А спустя минуту пеночка уже выводила над густыми пустынными снегами свое печальное «фиу-фию», и лишь пять розоватых пятен на запястье говорили о том, что кто-то действительно только что держал меня за руку…
Амура я так и не нашла.
14
Я вернулась в город в апреле и обнаружила идеально убранную, но покрытую пылью квартиру и узкий лист бумаги на письменном столе, сообщавший, что Владислав уехал на год в Германию, чтобы закончить свою книгу о Достоевском и, как он выразился, «не только поверить теорией практику, но и обрести веру».
С исчезновением Амура прекратились мои прогулки, со смертью Никласа — долг, с отъездом Владислава — страсть. Старый мир лежал в руинах, ставших уже почти экспонатами, и, бродя среди них, я испытывала лишь праздное любопытство. Я просто впитывала в себя впечатления жизни, как растение впитывает соки земли, а вокруг тайно и буйно цвела поляна далекого северного леса. И у изголовья всегда лежала книга с серебряной вязью.
Но в мае, когда деревья и кусты только-только начали покрываться листвой и разноцветье еще не успело вытеснить непорочную белизну первых цветов, всегда преобладающих по весне, поскольку именно белое больше всего привлекает к себе оплодотворяющих обитателей леса в нежных весенних сумерках, я решилась бросить спасительные костыли города.

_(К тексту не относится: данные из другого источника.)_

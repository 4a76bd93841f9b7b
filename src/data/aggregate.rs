use std::collections::{BTreeMap, HashMap};

use super::model::{Dataset, Value};

// ---------------------------------------------------------------------------
// Aggregates over a filtered view
// ---------------------------------------------------------------------------
//
// Every function here is a pure function of (dataset, view indices) and is
// recomputed on each filter change. Empty views produce empty outputs, never
// errors, so callers can always render "no matches" without special-casing
// the pipeline. Missing cells are only ever excluded, never imputed.

/// Occurrence count per distinct non-missing value of `column` within the
/// view, ordered by descending count; ties keep the value's first-seen order.
pub fn value_counts(dataset: &Dataset, indices: &[usize], column: &str) -> Vec<(Value, usize)> {
    let mut counts: Vec<(Value, usize)> = Vec::new();
    let mut slot: HashMap<Value, usize> = HashMap::new();

    for &i in indices {
        let Some(val) = dataset.records[i].present(column) else {
            continue;
        };
        match slot.get(val) {
            Some(&at) => counts[at].1 += 1,
            None => {
                slot.insert(val.clone(), counts.len());
                counts.push((val.clone(), 1));
            }
        }
    }

    // Stable sort: equal counts stay in first-seen order.
    counts.sort_by(|a, b| b.1.cmp(&a.1));
    counts
}

/// Share of each count against the aggregate's own total, as percentages.
/// The total is always the sum within the aggregate, never the full table.
pub fn percentages(counts: &[(Value, usize)]) -> Vec<(Value, f64)> {
    let total: usize = counts.iter().map(|(_, n)| n).sum();
    if total == 0 {
        return Vec::new();
    }
    counts
        .iter()
        .map(|(v, n)| (v.clone(), *n as f64 / total as f64 * 100.0))
        .collect()
}

/// Arithmetic mean of `value_column` per distinct `group_column` key.
///
/// Records with a missing group key are excluded; missing values are ignored
/// within a group; a group whose every value is missing is excluded from the
/// output rather than reported as zero.
pub fn grouped_mean(
    dataset: &Dataset,
    indices: &[usize],
    group_column: &str,
    value_column: &str,
) -> BTreeMap<Value, f64> {
    let mut sums: BTreeMap<Value, (f64, usize)> = BTreeMap::new();

    for &i in indices {
        let rec = &dataset.records[i];
        let Some(key) = rec.present(group_column) else {
            continue;
        };
        let Some(v) = rec.numeric(value_column) else {
            continue;
        };
        let entry = sums.entry(key.clone()).or_insert((0.0, 0));
        entry.0 += v;
        entry.1 += 1;
    }

    sums.into_iter()
        .map(|(key, (sum, n))| (key, sum / n as f64))
        .collect()
}

/// Plain arithmetic mean of a column's non-missing numeric values, `None`
/// when the view holds no such value.
pub fn mean(dataset: &Dataset, indices: &[usize], column: &str) -> Option<f64> {
    let mut sum = 0.0;
    let mut n = 0usize;
    for &i in indices {
        if let Some(v) = dataset.records[i].numeric(column) {
            sum += v;
            n += 1;
        }
    }
    (n > 0).then(|| sum / n as f64)
}

/// Indices of the `n` records with the largest (or smallest) value of
/// `column`, ties broken by original row order. Records missing the column
/// are excluded; short views return everything they have.
pub fn top_n_by_column(
    dataset: &Dataset,
    indices: &[usize],
    column: &str,
    n: usize,
    descending: bool,
) -> Vec<usize> {
    let mut ranked: Vec<(usize, f64)> = indices
        .iter()
        .filter_map(|&i| dataset.records[i].numeric(column).map(|v| (i, v)))
        .collect();

    // Stable sort keeps original row order among equal values.
    if descending {
        ranked.sort_by(|a, b| b.1.total_cmp(&a.1));
    } else {
        ranked.sort_by(|a, b| a.1.total_cmp(&b.1));
    }
    ranked.truncate(n);
    ranked.into_iter().map(|(i, _)| i).collect()
}

/// (x, y) pairs for records where both columns are present and numeric.
pub fn scatter_pairs(
    dataset: &Dataset,
    indices: &[usize],
    x_column: &str,
    y_column: &str,
) -> Vec<[f64; 2]> {
    indices
        .iter()
        .filter_map(|&i| {
            let rec = &dataset.records[i];
            let x = rec.numeric(x_column)?;
            let y = rec.numeric(y_column)?;
            Some([x, y])
        })
        .collect()
}

/// Fraction of missing cells per column, restricted to columns with at least
/// one missing cell, sorted by descending fraction (column name breaks ties).
/// Display only; nothing in the pipeline imputes or corrects values.
pub fn missing_summary(dataset: &Dataset) -> Vec<(String, f64)> {
    if dataset.is_empty() {
        return Vec::new();
    }
    let total = dataset.len() as f64;
    let mut out: Vec<(String, f64)> = dataset
        .column_names
        .iter()
        .filter_map(|col| {
            let missing = dataset
                .records
                .iter()
                .filter(|rec| rec.present(col).is_none())
                .count();
            (missing > 0).then(|| (col.clone(), missing as f64 / total))
        })
        .collect();

    out.sort_by(|a, b| b.1.total_cmp(&a.1).then_with(|| a.0.cmp(&b.0)));
    out
}

#[cfg(test)]
mod tests {
    use super::*;
    use crate::data::model::Record;

    fn rec(pairs: &[(&str, Value)]) -> Record {
        Record::new(
            pairs
                .iter()
                .map(|(k, v)| (k.to_string(), v.clone()))
                .collect(),
        )
    }

    fn s(v: &str) -> Value {
        Value::String(v.into())
    }

    fn dataset() -> Dataset {
        Dataset::from_records(
            vec![
                rec(&[("Fuel_Type", s("Petrol")), ("Ex-Showroom_Price", Value::Integer(700))]),
                rec(&[("Fuel_Type", s("Diesel")), ("Ex-Showroom_Price", Value::Integer(900))]),
                rec(&[("Fuel_Type", s("Petrol")), ("Ex-Showroom_Price", Value::Null)]),
                rec(&[("Fuel_Type", s("Electric")), ("Ex-Showroom_Price", Value::Integer(900))]),
                rec(&[("Fuel_Type", s("Diesel")), ("Ex-Showroom_Price", Value::Integer(500))]),
                rec(&[("Fuel_Type", s("CNG")), ("Ex-Showroom_Price", Value::Null)]),
            ],
            vec!["Fuel_Type".into(), "Ex-Showroom_Price".into()],
        )
    }

    fn all(ds: &Dataset) -> Vec<usize> {
        (0..ds.len()).collect()
    }

    #[test]
    fn value_counts_orders_by_count_then_first_seen() {
        let ds = dataset();
        let counts = value_counts(&ds, &all(&ds), "Fuel_Type");
        // Petrol and Diesel both count 2; Petrol appeared first.
        // Electric and CNG both count 1; Electric appeared first.
        assert_eq!(
            counts,
            vec![
                (s("Petrol"), 2),
                (s("Diesel"), 2),
                (s("Electric"), 1),
                (s("CNG"), 1),
            ]
        );
    }

    #[test]
    fn value_counts_sum_to_view_len_without_missing() {
        let ds = dataset();
        let idx = all(&ds);
        let total: usize = value_counts(&ds, &idx, "Fuel_Type")
            .iter()
            .map(|(_, n)| n)
            .sum();
        assert_eq!(total, idx.len());
    }

    #[test]
    fn percentages_use_aggregate_total() {
        let counts = vec![(s("a"), 3), (s("b"), 1)];
        let pct = percentages(&counts);
        assert_eq!(pct[0], (s("a"), 75.0));
        assert_eq!(pct[1], (s("b"), 25.0));
        assert!(percentages(&[]).is_empty());
    }

    #[test]
    fn grouped_mean_skips_all_missing_groups() {
        let ds = dataset();
        let means = grouped_mean(&ds, &all(&ds), "Fuel_Type", "Ex-Showroom_Price");
        // CNG's only price is missing → the group is absent, not zero.
        assert!(!means.contains_key(&s("CNG")));
        assert_eq!(means[&s("Petrol")], 700.0);
        assert_eq!(means[&s("Diesel")], 700.0);
        assert_eq!(means[&s("Electric")], 900.0);
    }

    #[test]
    fn grouped_mean_lies_within_input_bounds() {
        let ds = dataset();
        for (_, m) in grouped_mean(&ds, &all(&ds), "Fuel_Type", "Ex-Showroom_Price") {
            assert!((500.0..=900.0).contains(&m));
        }
    }

    #[test]
    fn top_n_ranks_with_stable_ties() {
        let ds = dataset();
        let top = top_n_by_column(&ds, &all(&ds), "Ex-Showroom_Price", 3, true);
        // 900 appears twice (rows 1 and 3, in that order), then 700.
        assert_eq!(top, vec![1, 3, 0]);

        let bottom = top_n_by_column(&ds, &all(&ds), "Ex-Showroom_Price", 2, false);
        assert_eq!(bottom, vec![4, 0]);
    }

    #[test]
    fn top_n_short_view_returns_everything() {
        let ds = dataset();
        let top = top_n_by_column(&ds, &[0, 4], "Ex-Showroom_Price", 10, true);
        assert_eq!(top, vec![0, 4]);
    }

    #[test]
    fn scatter_drops_rows_with_a_missing_side() {
        let ds = Dataset::from_records(
            vec![
                rec(&[("Power_Value", Value::Float(90.0)), ("Torque_Value", Value::Float(200.0))]),
                rec(&[("Power_Value", Value::Null), ("Torque_Value", Value::Float(150.0))]),
                rec(&[("Power_Value", Value::Float(120.0)), ("Torque_Value", Value::Null)]),
            ],
            vec!["Power_Value".into(), "Torque_Value".into()],
        );
        let pts = scatter_pairs(&ds, &[0, 1, 2], "Power_Value", "Torque_Value");
        assert_eq!(pts, vec![[90.0, 200.0]]);
    }

    #[test]
    fn mean_is_none_when_nothing_is_numeric() {
        let ds = dataset();
        assert_eq!(mean(&ds, &all(&ds), "Fuel_Type"), None);
        assert_eq!(mean(&ds, &[2, 5], "Ex-Showroom_Price"), None);
        assert_eq!(mean(&ds, &all(&ds), "Ex-Showroom_Price"), Some(750.0));
    }

    #[test]
    fn empty_view_yields_empty_everything() {
        let ds = dataset();
        let idx: Vec<usize> = Vec::new();
        assert!(value_counts(&ds, &idx, "Fuel_Type").is_empty());
        assert!(grouped_mean(&ds, &idx, "Fuel_Type", "Ex-Showroom_Price").is_empty());
        assert!(top_n_by_column(&ds, &idx, "Ex-Showroom_Price", 5, true).is_empty());
        assert!(scatter_pairs(&ds, &idx, "Power_Value", "Torque_Value").is_empty());
        assert_eq!(mean(&ds, &idx, "Ex-Showroom_Price"), None);
    }

    #[test]
    fn missing_summary_reports_only_gappy_columns() {
        let ds = dataset();
        let summary = missing_summary(&ds);
        assert_eq!(summary.len(), 1);
        assert_eq!(summary[0].0, "Ex-Showroom_Price");
        assert!((summary[0].1 - 2.0 / 6.0).abs() < 1e-12);

        let empty = Dataset::from_records(Vec::new(), Vec::new());
        assert!(missing_summary(&empty).is_empty());
    }
}
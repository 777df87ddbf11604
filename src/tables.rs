//! Table field detection
//!
//! Forms often lay inputs out in a grid. Each cell is scanned with the same
//! detectors used for plain lines; when the first row looks like a header
//! (every cell filled in) it is kept as column names instead of being
//! scanned, and every field found below it records its column.

use crate::detector;
use crate::form::Field;
use crate::sanitize::sanitize;
use crate::section::SectionTracker;

/// A rectangular grid of cells as produced by the PDF extractor.
///
/// `None` marks a position with no text at all, which is different from a
/// cell holding an empty string.
#[derive(Debug, Clone, Default, PartialEq, Eq)]
pub struct Table {
    pub rows: Vec<Vec<Option<String>>>,
}

impl Table {
    pub fn new(rows: Vec<Vec<Option<String>>>) -> Self {
        Self { rows }
    }

    /// Build a table where every cell is present
    pub fn from_rows<R, C>(rows: R) -> Self
    where
        R: IntoIterator<Item = C>,
        C: IntoIterator,
        C::Item: Into<String>,
    {
        Self {
            rows: rows
                .into_iter()
                .map(|row| row.into_iter().map(|cell| Some(cell.into())).collect())
                .collect(),
        }
    }

    /// Column names from the first row, if every cell in it holds text
    pub fn header(&self) -> Option<Vec<String>> {
        let first = self.rows.first()?;
        if first.is_empty() {
            return None;
        }
        first
            .iter()
            .map(|cell| match cell.as_deref().map(str::trim) {
                Some(text) if !text.is_empty() => Some(text.to_string()),
                _ => None,
            })
            .collect()
    }
}

/// Run field detection over every cell of `table`.
///
/// Fields are tagged with the tracker's current section and, when a header
/// row was found, with the sanitized name of their column.
pub fn process_table(table: &Table, tracker: &SectionTracker, max_label_len: usize) -> Vec<Field> {
    let header = table.header();
    let columns: Vec<Option<String>> = header
        .as_ref()
        .map(|names| {
            names
                .iter()
                .map(|name| Some(sanitize(name)).filter(|s| !s.is_empty()))
                .collect()
        })
        .unwrap_or_default();

    if let Some(names) = &header {
        log::debug!("Table header row: {:?}", names);
    }

    let skip = usize::from(header.is_some());
    let mut fields = Vec::new();

    for row in table.rows.iter().skip(skip) {
        for (col, cell) in row.iter().enumerate() {
            let Some(text) = cell.as_deref() else {
                continue;
            };
            let column = columns.get(col).and_then(|c| c.as_deref());
            for line in text.lines() {
                for field in detector::detect_fields(line, max_label_len) {
                    fields.push(tracker.tag(field).with_table_column(column));
                }
            }
        }
    }

    fields
}
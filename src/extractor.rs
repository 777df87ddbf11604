//! Page content extraction using lopdf
//!
//! Turns each PDF page into the two things the field detectors consume:
//! text lines in reading order and tables as grids of optional cells.

use crate::acroform;
use crate::tables::Table;
use crate::FormError;
use lopdf::{Document, Object, ObjectId};
use std::path::Path;

/// Baseline distance under which two items sit on the same line
const LINE_Y_TOLERANCE: f32 = 3.0;
/// Left-edge distance under which two items share a table column
const COLUMN_X_TOLERANCE: f32 = 10.0;
/// Minimum number of columns (items in the first row) for a table
const MIN_TABLE_COLUMNS: usize = 3;
/// Minimum number of consecutive aligned lines for a table
const MIN_TABLE_ROWS: usize = 3;

/// Text content of one page
#[derive(Debug, Clone, Default, PartialEq, Eq)]
pub struct PageContent {
    /// Page number (1-indexed)
    pub page: u32,
    /// Lines in reading order, table rows excluded
    pub lines: Vec<String>,
    pub tables: Vec<Table>,
}

impl PageContent {
    /// Build a page from plain text, one line per `\n`
    pub fn from_text(page: u32, text: &str) -> Self {
        Self {
            page,
            lines: text.lines().map(str::to_string).collect(),
            tables: Vec::new(),
        }
    }

    pub fn with_tables(mut self, tables: Vec<Table>) -> Self {
        self.tables = tables;
        self
    }
}

/// Split plain text into pages on form feeds (`\x0c`).
///
/// A form feed ends a page, so one trailing `\x0c` (as `pdftotext` writes
/// after every page) does not open another page.
pub fn pages_from_text(text: &str) -> Vec<PageContent> {
    let text = text.strip_suffix('\x0c').unwrap_or(text);
    text.split('\x0c')
        .enumerate()
        .map(|(i, page_text)| PageContent::from_text(i as u32 + 1, page_text))
        .collect()
}

/// A text item with position information
#[derive(Debug, Clone)]
pub struct TextItem {
    pub text: String,
    /// X position on page
    pub x: f32,
    /// Y position on page (PDF coordinates, origin at bottom-left)
    pub y: f32,
    /// Page number (1-indexed)
    pub page: u32,
}

/// A line of text (grouped text items)
#[derive(Debug, Clone)]
pub struct TextLine {
    pub items: Vec<TextItem>,
    pub y: f32,
    pub page: u32,
}

impl TextLine {
    pub fn text(&self) -> String {
        self.items
            .iter()
            .map(|i| i.text.as_str())
            .collect::<Vec<_>>()
            .join(" ")
    }
}

/// Extract page contents from a PDF file
pub fn extract_pages<P: AsRef<Path>>(path: P) -> Result<Vec<PageContent>, FormError> {
    let doc = Document::load(path)?;
    extract_pages_from_doc(&doc)
}

/// Extract page contents from a PDF memory buffer
pub fn extract_pages_mem(buffer: &[u8]) -> Result<Vec<PageContent>, FormError> {
    let doc = Document::load_mem(buffer)?;
    extract_pages_from_doc(&doc)
}

fn extract_pages_from_doc(doc: &Document) -> Result<Vec<PageContent>, FormError> {
    if doc.is_encrypted() {
        return Err(FormError::Encrypted);
    }

    let native = acroform::native_form_fields(doc);
    if !native.is_empty() {
        log::warn!(
            "PDF already has {} fillable fields; inferred fields may duplicate them",
            native.len()
        );
        log::debug!("Fillable fields: {:?}", native);
    }

    let pages = doc.get_pages();
    let mut contents = Vec::with_capacity(pages.len());

    for (&page_num, &page_id) in pages.iter() {
        let items = extract_page_text_items(doc, page_id, page_num)?;
        if items.is_empty() {
            log::warn!(
                "Page {} has no extractable text (scanned or image-only?)",
                page_num
            );
        }

        let lines = group_into_lines(items);
        let (lines, tables) = split_tables(lines);
        log::debug!(
            "Page {}: {} lines, {} tables",
            page_num,
            lines.len(),
            tables.len()
        );

        contents.push(PageContent {
            page: page_num,
            lines,
            tables,
        });
    }

    Ok(contents)
}

/// Multiply two 2D transformation matrices
/// Matrix format: [a, b, c, d, e, f] representing:
/// | a  b  0 |
/// | c  d  0 |
/// | e  f  1 |
fn multiply_matrices(m1: &[f32; 6], m2: &[f32; 6]) -> [f32; 6] {
    [
        m1[0] * m2[0] + m1[1] * m2[2],
        m1[0] * m2[1] + m1[1] * m2[3],
        m1[2] * m2[0] + m1[3] * m2[2],
        m1[2] * m2[1] + m1[3] * m2[3],
        m1[4] * m2[0] + m1[5] * m2[2] + m2[4],
        m1[4] * m2[1] + m1[5] * m2[3] + m2[5],
    ]
}

/// Walk a page's content stream and collect positioned text
fn extract_page_text_items(
    doc: &Document,
    page_id: ObjectId,
    page_num: u32,
) -> Result<Vec<TextItem>, FormError> {
    use lopdf::content::Content;

    let mut items = Vec::new();

    let fonts = doc.get_page_fonts(page_id).unwrap_or_default();

    let content_data = doc
        .get_page_content(page_id)
        .map_err(|e| FormError::Parse(e.to_string()))?;
    let content = Content::decode(&content_data).map_err(|e| FormError::Parse(e.to_string()))?;

    let mut ctm = [1.0f32, 0.0, 0.0, 1.0, 0.0, 0.0];
    let mut ctm_stack: Vec<[f32; 6]> = Vec::new();

    let mut current_font = String::new();
    // TL; starts at zero and persists across text objects
    let mut leading: f32 = 0.0;
    let mut text_matrix = [1.0f32, 0.0, 0.0, 1.0, 0.0, 0.0];
    let mut line_matrix = [1.0f32, 0.0, 0.0, 1.0, 0.0, 0.0];
    let mut in_text_block = false;

    for op in &content.operations {
        // Text shown by this operator, if any
        let mut shown: Option<String> = None;

        match op.operator.as_str() {
            "q" => ctm_stack.push(ctm),
            "Q" => {
                if let Some(saved) = ctm_stack.pop() {
                    ctm = saved;
                }
            }
            "cm" => {
                if op.operands.len() >= 6 {
                    let m = [
                        get_number(&op.operands[0]).unwrap_or(1.0),
                        get_number(&op.operands[1]).unwrap_or(0.0),
                        get_number(&op.operands[2]).unwrap_or(0.0),
                        get_number(&op.operands[3]).unwrap_or(1.0),
                        get_number(&op.operands[4]).unwrap_or(0.0),
                        get_number(&op.operands[5]).unwrap_or(0.0),
                    ];
                    ctm = multiply_matrices(&m, &ctm);
                }
            }
            "BT" => {
                in_text_block = true;
                text_matrix = [1.0, 0.0, 0.0, 1.0, 0.0, 0.0];
                line_matrix = [1.0, 0.0, 0.0, 1.0, 0.0, 0.0];
            }
            "ET" => in_text_block = false,
            "Tf" => {
                if op.operands.len() >= 2 {
                    if let Ok(name) = op.operands[0].as_name() {
                        current_font = String::from_utf8_lossy(name).to_string();
                    }
                }
            }
            "TL" => {
                if let Some(value) = op.operands.first().and_then(get_number) {
                    leading = value;
                }
            }
            "Td" | "TD" => {
                if op.operands.len() >= 2 {
                    let tx = get_number(&op.operands[0]).unwrap_or(0.0);
                    let ty = get_number(&op.operands[1]).unwrap_or(0.0);
                    if op.operator == "TD" {
                        leading = -ty;
                    }
                    line_matrix = next_line(&line_matrix, tx, ty);
                    text_matrix = line_matrix;
                }
            }
            "Tm" => {
                if op.operands.len() >= 6 {
                    for (i, operand) in op.operands.iter().take(6).enumerate() {
                        text_matrix[i] =
                            get_number(operand).unwrap_or(if i == 0 || i == 3 { 1.0 } else { 0.0 });
                    }
                    line_matrix = text_matrix;
                }
            }
            "T*" => {
                line_matrix = next_line(&line_matrix, 0.0, -leading);
                text_matrix = line_matrix;
            }
            "Tj" if in_text_block => {
                shown = op
                    .operands
                    .first()
                    .and_then(|obj| decode_operand(obj, doc, &fonts, &current_font));
            }
            "TJ" if in_text_block => {
                if let Some(Ok(array)) = op.operands.first().map(Object::as_array) {
                    let combined: String = array
                        .iter()
                        .filter_map(|obj| decode_operand(obj, doc, &fonts, &current_font))
                        .collect();
                    shown = Some(combined);
                }
            }
            // `'` shows its only operand, `"` its third (after word and char spacing)
            "'" | "\"" if in_text_block => {
                line_matrix = next_line(&line_matrix, 0.0, -leading);
                text_matrix = line_matrix;
                shown = op
                    .operands
                    .last()
                    .and_then(|obj| decode_operand(obj, doc, &fonts, &current_font));
            }
            _ => {}
        }

        if let Some(text) = shown.filter(|t| !t.trim().is_empty()) {
            let combined = multiply_matrices(&text_matrix, &ctm);
            items.push(TextItem {
                text,
                x: combined[4],
                y: combined[5],
                page: page_num,
            });
        }
    }

    Ok(items)
}

fn get_number(obj: &Object) -> Option<f32> {
    match obj {
        Object::Integer(i) => Some(*i as f32),
        Object::Real(r) => Some(*r),
        _ => None,
    }
}

/// Start of the next line: `[1 0 0 1 tx ty] × Tlm`, so the offset is in
/// text space and scales with the line matrix
fn next_line(line_matrix: &[f32; 6], tx: f32, ty: f32) -> [f32; 6] {
    multiply_matrices(&[1.0, 0.0, 0.0, 1.0, tx, ty], line_matrix)
}

/// Decode a string operand through the font encoding, falling back to
/// UTF-16BE (with BOM) and then Latin-1
fn decode_operand(
    obj: &Object,
    doc: &Document,
    fonts: &std::collections::BTreeMap<Vec<u8>, &lopdf::Dictionary>,
    current_font: &str,
) -> Option<String> {
    let Object::String(bytes, _) = obj else {
        return None;
    };

    if let Some(font_dict) = fonts.get(current_font.as_bytes()) {
        if let Ok(encoding) = font_dict.get_font_encoding(doc) {
            if let Ok(text) = Document::decode_text(&encoding, bytes) {
                return Some(text);
            }
        }
    }

    Some(decode_string_bytes(bytes))
}

/// UTF-16BE when the bytes carry a BOM, Latin-1 otherwise
pub(crate) fn decode_string_bytes(bytes: &[u8]) -> String {
    if let Some(body) = bytes.strip_prefix(&[0xFE, 0xFF]) {
        let utf16: Vec<u16> = body
            .chunks_exact(2)
            .map(|chunk| u16::from_be_bytes([chunk[0], chunk[1]]))
            .collect();
        return String::from_utf16_lossy(&utf16);
    }

    bytes.iter().map(|&b| b as char).collect()
}

/// Group items into lines, page by page.
///
/// Stream order is kept (it is usually reading order); only consecutive
/// items sharing a baseline are merged, then ordered left to right.
pub fn group_into_lines(items: Vec<TextItem>) -> Vec<TextLine> {
    let mut lines: Vec<TextLine> = Vec::new();

    for item in items {
        match lines.last_mut() {
            Some(last) if last.page == item.page && (last.y - item.y).abs() < LINE_Y_TOLERANCE => {
                last.items.push(item);
            }
            _ => {
                let (y, page) = (item.y, item.page);
                lines.push(TextLine {
                    items: vec![item],
                    y,
                    page,
                });
            }
        }
    }

    for line in &mut lines {
        line.items
            .sort_by(|a, b| a.x.partial_cmp(&b.x).unwrap_or(std::cmp::Ordering::Equal));
    }

    lines
}

/// Pull runs of column-aligned lines out as tables.
///
/// A run starts at a line with at least [`MIN_TABLE_COLUMNS`] items; their
/// left edges become the column starts. Following lines join the run while
/// they have two or more items that all land on one of those columns. Runs
/// shorter than [`MIN_TABLE_ROWS`] stay ordinary lines.
pub fn split_tables(lines: Vec<TextLine>) -> (Vec<String>, Vec<Table>) {
    let mut texts = Vec::new();
    let mut tables = Vec::new();
    let mut i = 0;

    while i < lines.len() {
        let columns: Vec<f32> = lines[i].items.iter().map(|item| item.x).collect();
        let mut end = i + 1;

        if columns.len() >= MIN_TABLE_COLUMNS {
            while end < lines.len()
                && lines[end].items.len() >= 2
                && lines[end]
                    .items
                    .iter()
                    .all(|item| find_column_index(&columns, item.x).is_some())
            {
                end += 1;
            }
        }

        if columns.len() >= MIN_TABLE_COLUMNS && end - i >= MIN_TABLE_ROWS {
            tables.push(build_table(&lines[i..end], &columns));
            i = end;
        } else {
            texts.push(lines[i].text());
            i += 1;
        }
    }

    (texts, tables)
}

/// Column whose start is closest to `x`, within tolerance
fn find_column_index(columns: &[f32], x: f32) -> Option<usize> {
    columns
        .iter()
        .enumerate()
        .map(|(idx, &start)| (idx, (start - x).abs()))
        .filter(|&(_, dist)| dist < COLUMN_X_TOLERANCE)
        .min_by(|a, b| a.1.partial_cmp(&b.1).unwrap_or(std::cmp::Ordering::Equal))
        .map(|(idx, _)| idx)
}

fn build_table(rows: &[TextLine], columns: &[f32]) -> Table {
    let grid = rows
        .iter()
        .map(|line| {
            let mut cells: Vec<Option<String>> = vec![None; columns.len()];
            for item in &line.items {
                if let Some(col) = find_column_index(columns, item.x) {
                    match &mut cells[col] {
                        Some(text) => {
                            text.push(' ');
                            text.push_str(&item.text);
                        }
                        empty => *empty = Some(item.text.clone()),
                    }
                }
            }
            cells
        })
        .collect();
    Table::new(grid)
}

В пустой Александрии пахло ветром, стлавшийся под ногами дым сжигаемых листьев завивался вокруг полуразрушенных памятников и густым молоком огибал холмы, на которых после его теплых объятий появлялись голубые перелески. Я шла за длинными шлейфами дыма, закрывавшими щиколотки, и на одном из откосов склонилась над едва показавшимся ростком: два почти прозрачных, почти бесцветных листочка охватывали туго сжатый бутон, образуя острую стрелку, пробившуюся сквозь всю толщу наслоений лета, осени и зимы. Внезапно холм вспыхнул, озаренный прорвавшимся сквозь туман солнцем, и, подняв голову, я увидела перед собой памятник красного гранита, на котором золотилась готическая надпись:
САДОВНИК ЭРЛЕР
Мужу и другу
Я коснулась камня ладонью и в тот же миг где-то глубоко внутри себя ощутила сгусток победившей жизни.
РАССКАЗЫ
КИЗИЛ
Заканчивалось далекое лето семидесятых. Уже рыжеющая яйла сползала
Мы приехали с мамой в Симеиз, где уже в снятой комнате нас должна была ждать ее приятельница с сыном. Несмотря на снобизм шестнадцати лет и специализированной школы, я с облегчением увидела, что комната оказалась огромным овальным залом с окнами в полстены, приятельница — вполне здоровой строгости теткой, а сын — очаровательным мальчишкой лет двенадцати, смуглым и гладким, как хорошая шоколадная конфета. Через день мы уже играли с ним в бадминтон, и он, сам сливаясь и даже не с ракеткой — с воланом, с ревностью ребенка постоянно указывал мне на все мои промахи. Утром, неизвестно зачем сунув мне в руку длиннопалую ладошку, он тащил меня вниз по мощеным улочкам, чтобы тайком от родителей выпить только что появившуюся тогда в заграничных маленьких бутылочках с красно-синей наклейкой пепси-колу. И приторная болотная жидкость щекотала наши губы, и рука его на обратном пути была горячей и липкой. В самую жару мы уходили в горы, где воровали виноград, и обрывками лоз он украшал мою выгоревшую непричесываемую днями голову и фотографировал, мучая длиннейшими выдержками. А когда здания начинали заплывать тягучей лиловой мглой, мы спешили в кино, срезая дорогу через туберкулезные санатории, и давились от смеха, изображая боязнь заразиться, для чего натягивали на головы полиэтиленовые пакеты. И наши бесплотные фигуры в белых инквизиторских колпаках бесшумно скользили до самого моря через дыры в заборах. Темной же южной ночью, когда я уходила в сад под единственный фонарь читать и перечитывать письма подруги, с которой нам в тот год открылись и юность, и дружба, он, рискуя быть наказанным, крался за мной. И я слышала за кустами айвы его серьезное детское дыхание. Мне было с ним хорошо. Его детскость подчеркивала мою взрослость, но в то же время тешили (хотя втайне — или немного смешили) жадные мальчишеские взгляды на белую полоску от старого купальника. У Борьки был только один недостаток — он боялся плавать. Не то чтобы не умел, а именно боялся. Но я прощала ему этот тяжкий для мальчика грех за ум, за воспитанность, за умение держаться достойно и большую часть времени проводила с ним на мелководье, без особого сожаления лишив себя удовольствия вдоволь поплавать.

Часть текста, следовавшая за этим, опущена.